A tropical wave in the Caribbean appeared to be morphing into a tropical storm this week, with the potential to slam into Florida. The chance of it turning into a storm or a hurricane has largely subsided, but the year’s hurricane season has only just begun, and many Floridians fear such tropical weather could help spread the Zika virus. 
You might be surprised to find out that high winds concern health officials just as much as standing water when it comes to potential Zika transmission. But if you’re worried that Zika-carrying mosquitoes could be blown across the state and infect more people, don’t be. It would make a great movie plot, but it’s not the stuff of reality.
Christopher Bibbs of Anastasia Mosquito Control explained:
“In the event of high winds, they won’t blow away, but they’ll go low to the ground so they can escape the really strong part of the wind, and then go for refuge.”
Michael Bentley, staff entomologist for the National Pest Management Association, added:
“The number of mosquitoes that would survive being transported by a powerful weather system would be very, very low. The likelihood that any of those surviving mosquitoes would be infected with Zika would be even lower and extremely doubtful.” 
However, high winds could aid in spreading the Zika virus in other ways you may not have considered- such as by blowing off window and door screens, thereby giving mosquitoes easier access to homes. If the power got knocked out, the stifling Florida heat would surely lead many residents to open windows and doors to let cooler air in. 
So, what about all that extra water sitting around? Well, according to Jerome Goddard, an extension professor of medical entomology at Mississippi State University, the “nuisance” mosquitoes that live in flooded salt marshes don’t tend to spread disease.
“Lots of rain from a hurricane wouldn’t make much difference for Aedes aegypti, since they are so specialized in where they breed. They’re not going to breed out in the yard in a pool of water or in receding floodwaters.”
The mosquito species that specifically spreads Zika, the Aedes egypti, likes fresh water and the company of humans. These particular insects are more likely to lay eggs in man-made containers, such as bird baths, flower pots, and discarded tires.
The best way for residents to prevent this from happening is to simply make sure any stagnant water around their homes has been emptied. Mosquitoes only need about an inch of water to breed. 
Health officials and mosquito control officials have repeatedly asked residents to make sure they get rid of standing water on their property, but haven’t had the best response.

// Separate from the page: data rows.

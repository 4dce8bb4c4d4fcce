//! Browser HTTP transport
//!
//! Implements the `novelly` transport seam over `fetch` (gloo-net) and keeps
//! the configurable API base in `localStorage`.

use async_trait::async_trait;
use gloo_net::http::{Request, RequestBuilder};
use novelly::client::{
    FormPart, HttpRequest, HttpResponse, Method, PartValue, RequestBody, Transport,
    TransportError, DEFAULT_API_BASE,
};
use novelly::models::FileUpload;
use wasm_bindgen::JsValue;
use wasm_bindgen_futures::JsFuture;

const API_BASE_KEY: &str = "novelly_api_url";

/// Get the API base URL from local storage or use default
pub fn get_api_base() -> String {
    let url = web_sys::window()
        .and_then(|window| window.local_storage().ok().flatten())
        .and_then(|storage| storage.get_item(API_BASE_KEY).ok().flatten())
        .filter(|url| !url.trim().is_empty())
        .unwrap_or_else(|| DEFAULT_API_BASE.to_string());
    url.trim_end_matches('/').to_string()
}

/// Set the API base URL in local storage
pub fn set_api_base(url: &str) {
    if let Some(storage) = web_sys::window().and_then(|w| w.local_storage().ok().flatten()) {
        let _ = storage.set_item(API_BASE_KEY, url);
    }
}

pub struct GlooTransport;

fn js_error(e: JsValue) -> TransportError {
    TransportError::Request(format!("{:?}", e))
}

fn form_data(parts: &[FormPart]) -> Result<web_sys::FormData, TransportError> {
    let form = web_sys::FormData::new().map_err(js_error)?;
    for part in parts {
        match &part.value {
            PartValue::Text(text) => form.append_with_str(&part.name, text).map_err(js_error)?,
            PartValue::File(file) => {
                let bytes = js_sys::Uint8Array::from(file.bytes.as_slice());
                let options = web_sys::BlobPropertyBag::new();
                options.set_type(&file.content_type);
                let blob = web_sys::Blob::new_with_u8_array_sequence_and_options(
                    &js_sys::Array::of1(&bytes),
                    &options,
                )
                .map_err(js_error)?;
                form.append_with_blob_and_filename(&part.name, &blob, &file.file_name)
                    .map_err(js_error)?;
            }
        }
    }
    Ok(form)
}

fn builder(method: Method, url: &str) -> RequestBuilder {
    match method {
        Method::Get => Request::get(url),
        Method::Post => Request::post(url),
        Method::Put => Request::put(url),
        Method::Delete => Request::delete(url),
    }
}

#[async_trait(?Send)]
impl Transport for GlooTransport {
    async fn send(&self, request: HttpRequest) -> Result<HttpResponse, TransportError> {
        let mut req = builder(request.method, &request.url);
        for (name, value) in &request.headers {
            req = req.header(name, value);
        }

        let req = match &request.body {
            RequestBody::Empty => req.build(),
            RequestBody::Json(value) => req.body(value.to_string()),
            // The browser sets the multipart boundary itself
            RequestBody::Multipart(parts) => req.body(form_data(parts)?),
        }
        .map_err(|e| TransportError::Request(e.to_string()))?;

        let response = req
            .send()
            .await
            .map_err(|e| TransportError::Connection(e.to_string()))?;

        let status = response.status();
        let content_type = response.headers().get("content-type");
        let body = response
            .binary()
            .await
            .map_err(|e| TransportError::Body(e.to_string()))?;

        Ok(HttpResponse {
            status,
            content_type,
            body,
        })
    }
}

/// Read a picked file into an upload part
pub async fn read_file(file: &web_sys::File) -> Result<FileUpload, String> {
    let buffer = JsFuture::from(file.array_buffer())
        .await
        .map_err(|e| format!("Failed to read {}: {:?}", file.name(), e))?;
    Ok(FileUpload {
        file_name: file.name(),
        content_type: file.type_(),
        bytes: js_sys::Uint8Array::new(&buffer).to_vec(),
    })
}
//! Reader Page
//!
//! Chapter text with reading preferences, chapter navigation and
//! reading-progress saves (on open, after scrolling settles, and on demand).

use gloo_timers::callback::Timeout;
use leptos::*;
use novelly::models::{Chapter, ChapterId, Novel, NovelId};
use novelly::reader::{
    load_preferences, paragraphs, progress_update, readable_content, save_preferences,
    scroll_percentage, ChapterNav, FontFamily, Paragraph, ReadingPreferences, Theme,
    EMPTY_CHAPTER_MESSAGE, FIRST_CHAPTER_MESSAGE, FONT_SIZE_STEP, LAST_CHAPTER_MESSAGE,
    SCROLL_SAVE_DEBOUNCE,
};
use novelly::router::{href, paths};

use super::{ErrorMessage, PRIMARY_BUTTON, SECONDARY_BUTTON};
use crate::components::Loading;
use crate::state::{log_error, GlobalState, TimerSlot};

const SAVE_ICON_RESET_MS: u32 = 1500;

/// Where a progress save came from
#[derive(Clone, Copy, PartialEq, Eq)]
enum SaveTrigger {
    Open,
    Scroll,
    Manual,
}

#[component]
pub fn Reader(novel_id: NovelId, chapter_id: ChapterId) -> impl IntoView {
    let state = expect_context::<GlobalState>();
    let storage = state.store.storage();

    let prefs = create_rw_signal(load_preferences(storage.as_ref()));
    create_effect(move |_| {
        if let Err(e) = save_preferences(storage.as_ref(), &prefs.get()) {
            log_error(&format!("Failed to save reading preferences: {}", e));
        }
    });

    let (novel, set_novel) = create_signal(None::<Novel>);
    let (chapter, set_chapter) = create_signal(None::<Result<Chapter, String>>);
    let (chapters, set_chapters) = create_signal(Vec::<Chapter>::new());
    let (save_icon, set_save_icon) = create_signal("💾");

    let save = {
        let state = state.clone();
        move |trigger: SaveTrigger, scroll_position: i64, percentage: u8| {
            // Signals are gone once the page has been left
            let Some(Some(Ok(current))) = chapter.try_get_untracked() else {
                return;
            };
            let Some(user_id) = state.store.state().user_id() else {
                if trigger == SaveTrigger::Manual {
                    state.show_info("Please log in to save progress");
                }
                return;
            };
            let update = progress_update(
                novel.try_get_untracked().flatten().as_ref(),
                &current,
                novel_id,
                scroll_position,
                percentage,
            );

            let state = state.clone();
            spawn_local(async move {
                if trigger == SaveTrigger::Manual {
                    set_save_icon.set("⏳");
                }
                let result = state.api().progress().save(user_id, &update).await;
                match (result, trigger) {
                    (Ok(()), SaveTrigger::Manual) => {
                        set_save_icon.set("✅");
                        let title = update.chapter_title.clone().unwrap_or_default();
                        state.show_success(&format!("Progress saved: {}", title));
                    }
                    (Ok(()), _) => {}
                    (Err(e), SaveTrigger::Manual) => {
                        log_error(&format!("Error saving progress: {}", e));
                        set_save_icon.set("❌");
                        state.show_error("Failed to save progress");
                    }
                    (Err(e), _) => log_error(&format!("Auto-save failed: {}", e)),
                }
                if trigger == SaveTrigger::Manual {
                    Timeout::new(SAVE_ICON_RESET_MS, move || set_save_icon.set("💾")).forget();
                }
            });
        }
    };

    let state_for_load = state.clone();
    let save_on_open = save.clone();
    spawn_local(async move {
        let state = state_for_load;
        let api = state.api();

        match api.novels().get(novel_id).await {
            Ok(loaded) => set_novel.set(Some(loaded)),
            Err(e) => log_error(&format!("Error loading novel: {}", e)),
        }

        match state.with_spinner(api.chapters().get(chapter_id)).await {
            Ok(loaded) if readable_content(&loaded).is_some() => {
                let current = loaded.clone();
                state.store.update(move |s| s.current_chapter = Some(current));
                set_chapter.set(Some(Ok(loaded)));
                save_on_open(SaveTrigger::Open, 0, 0);
            }
            Ok(_) => set_chapter.set(Some(Err(EMPTY_CHAPTER_MESSAGE.to_string()))),
            Err(e) => {
                log_error(&format!("Error loading chapter: {}", e));
                state.show_error("Failed to load chapter");
                set_chapter.set(Some(Err("Failed to load chapter".to_string())));
            }
        }

        match api.chapters().list(novel_id).await {
            Ok(list) => set_chapters.set(list),
            Err(e) => log_error(&format!("Error loading chapters list: {}", e)),
        }
    });

    // Save once scrolling has been idle for the debounce period
    let scroll_timer = TimerSlot::<Timeout>::new();
    let save_on_scroll = save.clone();
    let timer = scroll_timer.clone();
    let handle = window_event_listener(ev::scroll, move |_| {
        let save = save_on_scroll.clone();
        timer.set(Timeout::new(SCROLL_SAVE_DEBOUNCE.as_millis() as u32, move || {
            if let Some((top, height, client)) = window_scroll() {
                save(SaveTrigger::Scroll, top as i64, scroll_percentage(top, height, client));
            }
        }));
    });
    on_cleanup(move || {
        handle.remove();
        scroll_timer.cancel();
    });

    let save_now = move |_: ev::MouseEvent| {
        let (top, height, client) = window_scroll().unwrap_or_default();
        save(SaveTrigger::Manual, top as i64, scroll_percentage(top, height, client));
    };

    let state_for_nav = state.clone();
    let go = move |forward: bool| {
        let target = chapters.with_untracked(|list| {
            let nav = ChapterNav::new(list, chapter_id);
            let found = if forward { nav.next() } else { nav.previous() };
            found.map(|c| c.chapter_id)
        });
        match target {
            Some(id) => state_for_nav.navigate(&paths::reader(novel_id, id)),
            None if forward => state_for_nav.show_info(LAST_CHAPTER_MESSAGE),
            None => state_for_nav.show_info(FIRST_CHAPTER_MESSAGE),
        }
    };
    let go_prev = {
        let go = go.clone();
        move |_: ev::MouseEvent| go(false)
    };
    let go_next = move |_: ev::MouseEvent| go(true);

    let state_for_select = state.clone();
    let on_select = move |ev: ev::Event| {
        if let Ok(id) = event_target_value(&ev).parse::<ChapterId>() {
            state_for_select.navigate(&paths::reader(novel_id, id));
        }
    };

    let content = move || match chapter.get() {
        None => view! { <Loading message="Loading chapter..." /> }.into_view(),
        Some(Err(message)) => view! {
            <div class="text-center py-12 space-y-4">
                <ErrorMessage message=message />
                <a href="#/home" class=PRIMARY_BUTTON>"Return to Home"</a>
            </div>
        }
        .into_view(),
        Some(Ok(current)) => {
            let text = current.content.unwrap_or_default();
            view! {
                <article class="reader-text leading-relaxed space-y-4" style=move || prefs.get().text_style()>
                    {paragraphs(&text)
                        .into_iter()
                        .map(|p| match p {
                            Paragraph::Text(line) => view! { <p>{line}</p> }.into_view(),
                            Paragraph::Break => view! { <br /> }.into_view(),
                        })
                        .collect_view()}
                </article>
            }
            .into_view()
        }
    };

    view! {
        <div class=move || format!("min-h-screen {}", prefs.get().theme.class())>
            <div class="flex flex-wrap items-center justify-between gap-4 bg-gray-800 rounded-xl p-4 mb-6">
                <div class="flex items-center gap-4">
                    <a href=href(&paths::novel(novel_id)) class=SECONDARY_BUTTON>"← Back to Novel Info"</a>
                    <div>
                        <h2 class="font-semibold">
                            {move || novel.with(|n| n.as_ref().map_or("Loading...".to_string(), |n| n.title.clone()))}
                        </h2>
                        <span class="text-sm text-gray-400">
                            {move || match chapter.get() {
                                Some(Ok(c)) => c.display_title(),
                                _ => format!("Chapter {}", chapter_id),
                            }}
                        </span>
                    </div>
                </div>

                <div class="flex flex-wrap items-center gap-2">
                    <select class="bg-gray-700 rounded px-3 py-2 text-sm" on:change=on_select>
                        {move || chapters.with(|list| {
                            if list.is_empty() {
                                return view! { <option value="">"Loading chapters..."</option> }.into_view();
                            }
                            list.iter()
                                .map(|c| view! {
                                    <option value=c.chapter_id.to_string() selected={c.chapter_id == chapter_id}>
                                        {c.label()}
                                    </option>
                                })
                                .collect_view()
                        })}
                    </select>
                    <button class=PRIMARY_BUTTON on:click=save_now>
                        {move || save_icon.get()} " Save Progress"
                    </button>
                </div>
            </div>

            <ReadingControls prefs=prefs />

            <div class="max-w-3xl mx-auto bg-gray-800/40 rounded-xl p-8">{content}</div>

            <div class="flex justify-between max-w-3xl mx-auto mt-6">
                <button class=SECONDARY_BUTTON on:click=go_prev>"← Previous Chapter"</button>
                <button class=SECONDARY_BUTTON on:click=go_next>"Next Chapter →"</button>
            </div>
        </div>
    }
}

#[component]
fn ReadingControls(prefs: RwSignal<ReadingPreferences>) -> impl IntoView {
    view! {
        <div class="flex flex-wrap items-center justify-center gap-4 mb-6 text-sm">
            <div class="flex items-center gap-2">
                <button
                    class=SECONDARY_BUTTON
                    on:click=move |_| prefs.update(|p| { p.adjust_font_size(-FONT_SIZE_STEP); })
                >
                    "A-"
                </button>
                <span class="w-12 text-center">{move || prefs.get().font_size_css()}</span>
                <button
                    class=SECONDARY_BUTTON
                    on:click=move |_| prefs.update(|p| { p.adjust_font_size(FONT_SIZE_STEP); })
                >
                    "A+"
                </button>
            </div>

            <select
                class="bg-gray-700 rounded px-3 py-2"
                on:change=move |ev| {
                    if let Some(family) = FontFamily::from_css(&event_target_value(&ev)) {
                        prefs.update(|p| p.font_family = family);
                    }
                }
            >
                {FontFamily::ALL
                    .into_iter()
                    .map(|family| view! {
                        <option value=family.css() selected={move || prefs.get().font_family == family}>
                            {family.label()}
                        </option>
                    })
                    .collect_view()}
            </select>

            <div class="flex gap-1">
                {Theme::ALL
                    .into_iter()
                    .map(|theme| view! {
                        <button
                            class=move || {
                                if prefs.get().theme == theme {
                                    "px-3 py-1.5 rounded-lg bg-blue-600"
                                } else {
                                    "px-3 py-1.5 rounded-lg bg-gray-700"
                                }
                            }
                            on:click=move |_| prefs.update(|p| p.theme = theme)
                        >
                            {theme.as_str()}
                        </button>
                    })
                    .collect_view()}
            </div>
        </div>
    }
}

/// `(scroll_top, scroll_height, client_height)` of the page
fn window_scroll() -> Option<(f64, f64, f64)> {
    let window = web_sys::window()?;
    let top = window.scroll_y().ok()?;
    let client = window.inner_height().ok()?.as_f64()?;
    let height = f64::from(window.document()?.document_element()?.scroll_height());
    Some((top, height, client))
}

And there’s a 3rd danger. Inevitably, many of the resources that have been devoted to fighting Zika would have to be shifted to help clean up after a storm, restore power, and help displaced residents. This would leave public health staff with far less time to diagnose new cases and track the source of infections. 
Patrick Wedlock, an infectious disease outbreak analyst at Ascel Bio, added:
“There are other aspects to consider in the event of a hurricane including increased outdoor exposure and crowding that may increase the risk of infection.” 
Wedlock stressed that in addition to being vigilant about getting rid of standing water, residents can help protect themselves by using insect repellent and wearing appropriate clothing.
So far, 46 mosquito-borne cases of the Zika viruses have been confirmed in Miami-Dade and Palm Beach counties.